IndiGo indicated it has witnessed 15-20 per cent decline in daily bookings week-over-week. The company also said a sharp depreciation of the rupee will impact its dollar-denominated liabilities, primarily operating leases which have been capitalised.
Aircraft and engine rentals, as well as repair and maintenance — which are paid out in dollars — accounted for about a fifth of the costs for the airline in the December quarter.
Further, borrowings in foreign currency (largely aircraft-related debt) will also impact aviation companies such as SpiceJet. While analysts say the reported numbers will indicate the mark-to-market loss, there will not be any immediate impact on cash flows on this account.
The rupee has depreciated by 4 per cent against the greenback over the month. Though a weak rupee is an issue, an analyst at a domestic brokerage says the sharp fall in the price of crude oil more than offsets the negatives on the cost front. Crude oil prices (Brent) have corrected by over 30 per cent over the past week and have cracked by 50 per cent since the start of the calendar year.
Fuel is the single-biggest cost for airlines, accounting for just over a third of their cost base. The gains for airline companies will start to accrue from April 1, as the monthly reset of prices is already done for March, says an analyst.

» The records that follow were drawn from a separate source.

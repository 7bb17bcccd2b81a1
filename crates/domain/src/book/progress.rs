//! Progress tracker: recording firings, resets and day-rollover maintenance.

use super::ScheduleBook;
use crate::book::DocumentKey;
use crate::state::NO_PROGRESS;
use crate::time::Moment;
use crate::timeline::Timeline;

/// What [`ScheduleBook::reset`] changed.
#[derive(Debug, Clone, Copy, Default, PartialEq, Eq)]
pub struct Reset {
    /// Progress was ahead of the clock: a day boundary was crossed.
    pub midnight_wrap: bool,
    /// A completed run was reopened after the catch-up window.
    pub reopened: bool,
}

/// Maintenance performed when the day's run completed.
#[derive(Debug, Clone, Default, PartialEq, Eq)]
pub struct Rollover {
    /// Wild schedules restored to template form.
    pub reverted: Vec<String>,
    /// Names dropped from the active set.
    pub retired: Vec<String>,
}

impl ScheduleBook {
    /// Record that slot `index` of `timeline` fired at `now`.
    ///
    /// Returns the rollover report when this firing completed the day's run.
    /// Completion is one-shot per slot and date: recording the same last
    /// slot again on the day it completed does nothing beyond updating
    /// progress. A completion flag left over from an earlier run is
    /// overwritten.
    pub fn record(&mut self, timeline: &Timeline, index: usize, now: Moment) -> Option<Rollover> {
        let slot = timeline.get(index)?;
        let previous = self.state.progress;
        self.state.progress = slot.time_of_day();
        self.state.last_ring = now.time_of_day();
        self.mark(&[DocumentKey::Progress, DocumentKey::LastRing]);

        if !timeline.is_last(index) || self.completed(slot.time_of_day(), previous, now) {
            return None;
        }
        self.state.is_complete = true;
        self.state.completed_on = now.epoch();
        self.state.midnight_reset_count = 0;
        self.mark(&[
            DocumentKey::IsComplete,
            DocumentKey::CompletedOn,
            DocumentKey::MidnightResetCount,
        ]);
        Some(self.rollover(now))
    }

    /// Whether the run already completed today on the slot at `time_of_day`.
    fn completed(&self, time_of_day: i64, previous: i64, now: Moment) -> bool {
        self.state.is_complete
            && previous == time_of_day
            && Moment::new(self.state.completed_on, now.offset()).date() == now.date()
    }

    /// Day-rollover maintenance for every active name.
    fn rollover(&mut self, now: Moment) -> Rollover {
        let today = now.date();
        let mut report = Rollover::default();
        for name in self.active.names().to_vec() {
            if self.deinstantiate(&name) {
                report.reverted.push(name.clone());
            }
            self.once.remove_from(&today, &name);
            if !self.weekly.mentions(&name) && !self.monthly.mentions(&name) {
                self.active.remove(&name);
                report.retired.push(name);
            }
        }
        self.once.drop_before(&today);
        self.skip.drop_before(&today);
        self.prune_dangling();
        self.mark(&[DocumentKey::Active, DocumentKey::Once, DocumentKey::Skip]);
        report
    }

    /// Detect a crossed day boundary and reopen a completed run.
    pub fn reset(&mut self, now: Moment) -> Reset {
        let mut outcome = Reset::default();
        let gap = self.tunables.gap;

        if self.state.progress >= 0 && now.normalize(self.state.progress) > now.time_of_day() {
            self.state.midnight_reset_count += 1;
            self.state.progress = 0;
            self.state.last_ring = -gap;
            self.mark(&[
                DocumentKey::MidnightResetCount,
                DocumentKey::Progress,
                DocumentKey::LastRing,
            ]);
            outcome.midnight_wrap = true;
        }

        if self.state.is_complete && now.epoch() - self.state.completed_on > self.tunables.max_wait
        {
            self.state.is_complete = false;
            self.state.last_ring = -gap;
            self.state.progress = NO_PROGRESS;
            self.skip.clear(&now.date());
            self.mark(&[
                DocumentKey::IsComplete,
                DocumentKey::LastRing,
                DocumentKey::Progress,
                DocumentKey::Skip,
            ]);
            outcome.reopened = true;
        }

        outcome
    }
}

#[cfg(test)]
mod tests {
    use std::collections::BTreeMap;
    use std::ops::Range;

    use chrono::NaiveDate;

    use super::super::fixtures::{at, book, names, points, tuesday, wild};
    use super::*;
    use crate::action::ActionSpec;
    use crate::book::Assignment;
    use crate::time::SECONDS_PER_DAY;
    use crate::timeline::Decision;

    fn weekly(list: &[&str]) -> Assignment {
        Assignment {
            weekly: BTreeMap::from([(1, names(list))]),
            ..Assignment::default()
        }
    }

    /// Drive `book` once per second over `seconds` of `date` and return the
    /// time of day of every slot that fired.
    fn poll(book: &mut ScheduleBook, date: NaiveDate, seconds: Range<i64>) -> Vec<i64> {
        let mut fired = Vec::new();
        for second in seconds {
            let now = at(date, second);
            book.reset(now);
            let timeline = book.resolve(now);
            let decision = timeline.decide(book.state(), book.tunables(), now.time_of_day());
            if let Decision::Fire { index, .. } = decision {
                fired.push(timeline.slots()[index].time_of_day());
                book.record(&timeline, index, now);
            }
        }
        fired
    }

    #[test]
    fn should_record_progress_and_last_ring() {
        let mut book = book(&[("morning", points(&[(100, ActionSpec::On), (200, ActionSpec::Off)]))]);
        book.assign(weekly(&["morning"]), false).unwrap();
        book.set_active(names(&["morning"])).unwrap();
        let now = at(tuesday(), 105);
        let timeline = book.resolve(now);

        assert!(book.record(&timeline, 0, now).is_none());
        assert_eq!(book.state().progress, 100);
        assert_eq!(book.state().last_ring, 105);
        assert!(!book.state().is_complete);
    }

    #[test]
    fn should_complete_once_per_day() {
        let mut book = book(&[("morning", points(&[(100, ActionSpec::On)]))]);
        book.assign(weekly(&["morning"]), false).unwrap();
        book.set_active(names(&["morning"])).unwrap();
        let now = at(tuesday(), 100);
        let timeline = book.resolve(now);

        let first = book.record(&timeline, 0, now);
        assert!(first.is_some());
        assert!(book.state().is_complete);
        assert_eq!(book.state().completed_on, now.epoch());

        let later = at(tuesday(), 110);
        assert!(book.record(&timeline, 0, later).is_none());
        assert_eq!(book.state().completed_on, now.epoch());
        // recurring schedule stays active
        assert!(book.active().contains("morning"));
    }

    #[test]
    fn should_complete_again_after_midnight_without_ringing_twice() {
        let mut book = book(&[
            ("late", points(&[(SECONDS_PER_DAY - 30, ActionSpec::On)])),
            ("early", points(&[(20, ActionSpec::Off)])),
        ]);
        book.assign(
            Assignment {
                weekly: BTreeMap::from([(1, names(&["late"])), (2, names(&["early"]))]),
                ..Assignment::default()
            },
            false,
        )
        .unwrap();
        book.set_active(names(&["late", "early"])).unwrap();

        let fired = poll(&mut book, tuesday(), SECONDS_PER_DAY - 40..SECONDS_PER_DAY);
        assert_eq!(fired, vec![SECONDS_PER_DAY - 30]);
        assert!(book.state().is_complete);

        let wednesday = tuesday().succ_opt().unwrap();
        let fired = poll(&mut book, wednesday, 0..120);
        assert_eq!(fired, vec![20]);
        assert_eq!(book.state().midnight_reset_count, 0);
    }

    #[test]
    fn should_complete_wild_run_started_shortly_after_completion() {
        let mut book = book(&[
            ("morning", points(&[(100, ActionSpec::On)])),
            ("drill", wild(&[10])),
        ]);
        book.assign(weekly(&["morning"]), false).unwrap();
        book.set_active(names(&["morning"])).unwrap();

        assert_eq!(poll(&mut book, tuesday(), 90..110), vec![100]);
        assert!(book.state().is_complete);

        book.activate("drill", at(tuesday(), 110)).unwrap();
        assert_eq!(poll(&mut book, tuesday(), 110..300), vec![110, 120]);
        assert_eq!(book.state().completed_on, at(tuesday(), 120).epoch());
        assert_eq!(book.schedule("drill"), Some(&wild(&[10])));
        assert!(!book.active().contains("drill"));
    }

    #[test]
    fn should_revert_wild_schedule_and_retire_it_after_its_run() {
        let mut book = book(&[("drill", wild(&[10]))]);
        let start = at(tuesday(), 1_000);
        book.instantiate("drill", start);
        let timeline = book.resolve(start);

        book.record(&timeline, 0, start);
        let end = at(tuesday(), 1_010);
        let report = book.record(&timeline, 1, end).unwrap();

        assert_eq!(report.reverted, names(&["drill"]));
        assert_eq!(report.retired, names(&["drill"]));
        assert_eq!(book.schedule("drill"), Some(&wild(&[10])));
        assert!(!book.active().contains("drill"));
        assert!(book.once().is_empty());
        assert!(book.is_wild("drill"));
    }

    #[test]
    fn should_prune_stale_dates_on_rollover() {
        let mut book = book(&[("morning", points(&[(100, ActionSpec::On)]))]);
        book.assign(weekly(&["morning"]), false).unwrap();
        let yesterday = tuesday().pred_opt().unwrap();
        let tomorrow = tuesday().succ_opt().unwrap();
        book.update_skip(BTreeMap::from([
            (yesterday, names(&["morning"])),
            (tomorrow, names(&["morning"])),
        ]))
        .unwrap();
        book.set_active(names(&["morning"])).unwrap();

        let now = at(tuesday(), 100);
        let timeline = book.resolve(now);
        book.record(&timeline, 0, now);

        assert!(book.skip().on(&yesterday).is_none());
        assert!(book.skip().on(&tomorrow).is_some());
    }

    #[test]
    fn should_detect_midnight_wrap() {
        let mut book = ScheduleBook::default();
        book.state.progress = 80_000;
        book.state.last_ring = 80_000;

        let reset = book.reset(at(tuesday(), 30));
        assert!(reset.midnight_wrap);
        assert_eq!(book.state().midnight_reset_count, 1);
        assert_eq!(book.state().progress, 0);
        assert_eq!(book.state().last_ring, -5);

        assert_eq!(book.reset(at(tuesday(), 31)), Reset::default());
    }

    #[test]
    fn should_reopen_completed_day_after_max_wait() {
        let mut book = book(&[("x", points(&[(100, ActionSpec::On)]))]);
        book.update_skip(BTreeMap::from([(tuesday(), names(&["x"]))]))
            .unwrap();
        let done = at(tuesday(), 100);
        book.state.is_complete = true;
        book.state.completed_on = done.epoch();
        book.state.progress = 100;

        assert!(!book.reset(at(tuesday(), 160)).reopened);
        let reset = book.reset(at(tuesday(), 161));
        assert!(reset.reopened);
        assert!(!book.state().is_complete);
        assert_eq!(book.state().progress, NO_PROGRESS);
        assert!(book.skip().is_empty());
    }

    #[test]
    fn should_keep_progress_monotonic_through_a_wild_run_across_midnight() {
        let mut book = book(&[("late", wild(&[20]))]);
        let start = at(tuesday(), SECONDS_PER_DAY - 10);
        book.instantiate("late", start);
        let timeline = book.resolve(start);

        book.record(&timeline, 0, start);
        assert_eq!(book.state().progress, SECONDS_PER_DAY - 10);

        let wednesday = tuesday().succ_opt().unwrap();
        let after = at(wednesday, 10);
        assert!(book.reset(after).midnight_wrap);
        let timeline = book.resolve(after);
        assert_eq!(timeline.len(), 2);
        let selected = timeline.select(
            book.state().progress,
            after.time_of_day(),
            book.tunables().max_wait,
            book.state().midnight_reset_count,
        );
        assert_eq!(selected, Some(1));
    }
}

On the demand front, the travel advisory on international routes would mean a fifth of the sector’s revenues will be at risk. Analysts believe that while some of the capacity is expected to be redeployed on the domestic network, the weak demand in the local markets, too, will weigh on the airline companies.
Most brokerages believe that if the situation worsens, IndiGo is better placed than other aviation companies, given its market leadership, lowest cost structure, and a healthier balance sheet.